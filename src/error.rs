//! Error types for the expiring store
//!
//! Provides unified error handling using thiserror.

use thiserror::Error;

// == Store Error Enum ==
/// Expected failure outcomes of store operations.
///
/// A miss is an ordinary result that callers branch on, never a fault.
#[derive(Error, Debug, Clone, PartialEq, Eq)]
pub enum StoreError {
    /// Key is absent or its TTL has elapsed
    #[error("Key not found: {0}")]
    KeyNotFound(String),
}

impl StoreError {
    /// Returns the key the failed operation was looking up.
    pub fn key(&self) -> &str {
        match self {
            StoreError::KeyNotFound(key) => key,
        }
    }
}

// == Result Type Alias ==
/// Convenience Result type for store operations.
pub type Result<T> = std::result::Result<T, StoreError>;
//! Expiring Store Module
//!
//! Main store engine: a guarded expiry table, a background reclaimer and
//! amortized compaction.

use std::fmt;
use std::sync::Arc;
use std::time::{Duration, Instant};

use parking_lot::{Mutex, RwLock};
use tokio::sync::watch;

use crate::cache::{CompactionPolicy, ExpiryTable, StatsCounters, StoreStats};
use crate::config::StoreConfig;
use crate::error::{Result, StoreError};
use crate::tasks::{reclaim_cycle, spawn_reclaimer, ReclaimerHandle, SweepReport};

// == Shared State ==
/// State shared by every store handle and, weakly, by the reclaimer.
pub(crate) struct Shared<V> {
    /// One guard for both maps and the deletion counter
    pub(crate) table: RwLock<ExpiryTable<V>>,
    pub(crate) stats: StatsCounters,
    pub(crate) config: StoreConfig,
    pub(crate) policy: CompactionPolicy,
    /// Dropped with the last handle, which also stops the reclaimer
    pub(crate) shutdown_tx: watch::Sender<bool>,
    reclaimer: Mutex<Option<ReclaimerHandle>>,
}

impl<V> Shared<V> {
    fn new(config: StoreConfig) -> Self {
        let (shutdown_tx, _) = watch::channel(false);
        Self {
            table: RwLock::new(ExpiryTable::new()),
            stats: StatsCounters::default(),
            policy: CompactionPolicy::from_config(&config),
            config,
            shutdown_tx,
            reclaimer: Mutex::new(None),
        }
    }
}

// == Expiring Store ==
/// Concurrency-safe key-value store with per-entry TTL.
///
/// Cloning yields another handle to the same store. The background
/// reclaimer runs until [`ExpiringStore::shutdown`] is called or the last
/// handle is dropped.
///
/// # Example
/// ```
/// use std::time::Duration;
/// use ttl_kv::ExpiringStore;
///
/// let store: ExpiringStore<u32> = ExpiringStore::new(Duration::from_secs(60));
/// store.set("a", 1, Duration::from_secs(5));
/// assert_eq!(store.get("a"), Ok(1));
/// assert!(!store.set_if_absent("a", 2, Duration::from_secs(5)));
/// ```
pub struct ExpiringStore<V> {
    shared: Arc<Shared<V>>,
}

impl<V> Clone for ExpiringStore<V> {
    fn clone(&self) -> Self {
        Self {
            shared: Arc::clone(&self.shared),
        }
    }
}

impl<V> fmt::Debug for ExpiringStore<V> {
    fn fmt(&self, f: &mut fmt::Formatter<'_>) -> fmt::Result {
        f.debug_struct("ExpiringStore")
            .field("config", &self.shared.config)
            .field("stored_len", &self.shared.table.read().stored_len())
            .finish()
    }
}

impl<V> ExpiringStore<V>
where
    V: Clone + Send + Sync + 'static,
{
    // == Constructor ==
    /// Creates a store whose `*_default` operations use `default_ttl`.
    ///
    /// Starts the reclaimer on a dedicated thread, independent of any
    /// Tokio runtime the caller may be running on.
    pub fn new(default_ttl: Duration) -> Self {
        Self::with_config(StoreConfig::new(default_ttl))
    }

    /// Creates a store with custom sweep and compaction tuning.
    pub fn with_config(config: StoreConfig) -> Self {
        let shared = Arc::new(Shared::new(config));
        let handle = spawn_reclaimer(&shared);
        *shared.reclaimer.lock() = handle;
        Self { shared }
    }

    // == Get ==
    /// Retrieves a live value by key.
    ///
    /// Expired entries are reported as missing but left for the reclaimer,
    /// so reads never need the exclusive guard.
    pub fn get(&self, key: &str) -> Result<V> {
        let table = self.shared.table.read();
        match table.live(key, Instant::now()) {
            Some(value) => {
                self.shared.stats.record_hit();
                Ok(value.clone())
            }
            None => {
                self.shared.stats.record_miss();
                Err(StoreError::KeyNotFound(key.to_string()))
            }
        }
    }

    // == Set ==
    /// Stores a value expiring after `ttl`, replacing any prior entry.
    ///
    /// A zero `ttl` stores an entry that is already expired.
    pub fn set(&self, key: impl Into<String>, value: V, ttl: Duration) {
        let mut table = self.shared.table.write();
        table.insert(key.into(), value, ttl, Instant::now());
    }

    /// Stores a value with the store's default TTL.
    pub fn set_default(&self, key: impl Into<String>, value: V) {
        self.set(key, value, self.shared.config.default_ttl);
    }

    // == Delete ==
    /// Removes an entry. Deleting a missing key is a no-op.
    pub fn delete(&self, key: &str) {
        let removed = self.shared.table.write().remove(key);
        if removed {
            self.shared.stats.record_deletion();
        }
    }

    // == Set If Absent ==
    /// Stores the value only if the key is not live. Returns true if stored.
    ///
    /// The check and the write happen under one exclusive guard, so racing
    /// callers on the same key see exactly one winner.
    pub fn set_if_absent(&self, key: impl Into<String>, value: V, ttl: Duration) -> bool {
        let key = key.into();
        let mut table = self.shared.table.write();
        let now = Instant::now();
        if table.live(&key, now).is_some() {
            return false;
        }
        table.insert(key, value, ttl, now);
        true
    }

    /// [`set_if_absent`](Self::set_if_absent) with the default TTL.
    pub fn set_if_absent_default(&self, key: impl Into<String>, value: V) -> bool {
        self.set_if_absent(key, value, self.shared.config.default_ttl)
    }

    // == Keys ==
    /// Snapshot of live keys in no particular order.
    pub fn keys(&self) -> Vec<String> {
        self.shared.table.read().live_keys(Instant::now())
    }

    // == Introspection ==
    /// Time left before a live key expires.
    pub fn ttl_remaining(&self, key: &str) -> Result<Duration> {
        self.shared
            .table
            .read()
            .remaining(key, Instant::now())
            .ok_or_else(|| StoreError::KeyNotFound(key.to_string()))
    }

    /// Returns true if the key is live. Does not count as a hit or miss.
    pub fn contains_key(&self, key: &str) -> bool {
        self.shared.table.read().live(key, Instant::now()).is_some()
    }

    /// Number of live entries.
    pub fn len(&self) -> usize {
        self.shared.table.read().live_len(Instant::now())
    }

    /// Returns true if no entry is live.
    pub fn is_empty(&self) -> bool {
        self.len() == 0
    }

    /// TTL used by `set_default` and `set_if_absent_default`.
    pub fn default_ttl(&self) -> Duration {
        self.shared.config.default_ttl
    }

    /// Configuration the store was built with.
    pub fn config(&self) -> &StoreConfig {
        &self.shared.config
    }

    /// Allocated slots of the backing value map.
    pub fn capacity(&self) -> usize {
        self.shared.table.read().capacity()
    }

    // == Stats ==
    /// Returns current store statistics.
    pub fn stats(&self) -> StoreStats {
        let table = self.shared.table.read();
        self.shared.stats.snapshot(
            table.live_len(Instant::now()),
            table.stored_len(),
            table.deletions(),
        )
    }

    // == Reclaimer Control ==
    /// Runs one reclaimer cycle (sweep plus compaction check) right now.
    pub fn sweep_now(&self) -> SweepReport {
        reclaim_cycle(&self.shared)
    }

    /// Stops the background reclaimer. Lazy expiry keeps reads correct.
    pub fn shutdown(&self) {
        self.shared.shutdown_tx.send_replace(true);
    }

    /// Returns true while the background reclaimer is alive.
    pub fn is_reclaimer_running(&self) -> bool {
        self.shared
            .reclaimer
            .lock()
            .as_ref()
            .is_some_and(|handle| !handle.is_finished())
    }
}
====
About this task: Every line of the data above that includes "StoreStats" should be listed.

Finished exercise:
use crate::cache::{CompactionPolicy, ExpiryTable, StatsCounters, StoreStats};
    pub fn stats(&self) -> StoreStats {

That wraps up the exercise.